** Opening Available data block **

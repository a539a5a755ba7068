//! Diff command - compare candidate values with an installed package

use console::style;
use pkgdriver_core::Values;
use similar::{ChangeTag, TextDiff};

use crate::error::Result;
use crate::{ClusterArgs, ValuesArgs};

/// Run the diff command; returns whether the configuration changed
pub async fn run(cluster: &ClusterArgs, name: &str, values_args: &ValuesArgs) -> Result<bool> {
    let values = super::load_values(values_args)?;

    let session = super::connect(cluster).await?;
    let drift = session.config_drift(name, values).await?;

    if !drift.is_changed() {
        println!(
            "{} No changes for {} (revision {})",
            style("✓").green().bold(),
            style(name).cyan(),
            drift.revision
        );
        return Ok(false);
    }

    println!(
        "{} Configuration of {} differs from revision {}",
        style("!").yellow().bold(),
        style(name).cyan(),
        drift.revision
    );
    print!("{}", render_diff(&drift.stored, &drift.candidate)?);

    Ok(true)
}

/// Unified diff of two values trees rendered as YAML
pub fn render_diff(stored: &Values, candidate: &Values) -> Result<String> {
    let old = stored.to_yaml()?;
    let new = candidate.to_yaml()?;
    let diff = TextDiff::from_lines(&old, &new);

    let mut output = String::new();
    for change in diff.iter_all_changes() {
        let line = match change.tag() {
            ChangeTag::Delete => style(format!("-{}", change)).red().to_string(),
            ChangeTag::Insert => style(format!("+{}", change)).green().to_string(),
            ChangeTag::Equal => format!(" {}", change),
        };
        output.push_str(&line);
    }
    Ok(output)
}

** Closing Available data block **

The response should be an exact copy of the lines from the one with "use crate::error::Result;" through the end of the data, with no other text.

## Response below
use crate::error::Result;
use crate::{ClusterArgs, ValuesArgs};

/// Run the diff command; returns whether the configuration changed
pub async fn run(cluster: &ClusterArgs, name: &str, values_args: &ValuesArgs) -> Result<bool> {
    let values = super::load_values(values_args)?;

    let session = super::connect(cluster).await?;
    let drift = session.config_drift(name, values).await?;

    if !drift.is_changed() {
        println!(
            "{} No changes for {} (revision {})",
            style("✓").green().bold(),
            style(name).cyan(),
            drift.revision
        );
        return Ok(false);
    }

    println!(
        "{} Configuration of {} differs from revision {}",
        style("!").yellow().bold(),
        style(name).cyan(),
        drift.revision
    );
    print!("{}", render_diff(&drift.stored, &drift.candidate)?);

    Ok(true)
}

/// Unified diff of two values trees rendered as YAML
pub fn render_diff(stored: &Values, candidate: &Values) -> Result<String> {
    let old = stored.to_yaml()?;
    let new = candidate.to_yaml()?;
    let diff = TextDiff::from_lines(&old, &new);

    let mut output = String::new();
    for change in diff.iter_all_changes() {
        let line = match change.tag() {
            ChangeTag::Delete => style(format!("-{}", change)).red().to_string(),
            ChangeTag::Insert => style(format!("+{}", change)).green().to_string(),
            ChangeTag::Equal => format!(" {}", change),
        };
        output.push_str(&line);
    }
    Ok(output)
}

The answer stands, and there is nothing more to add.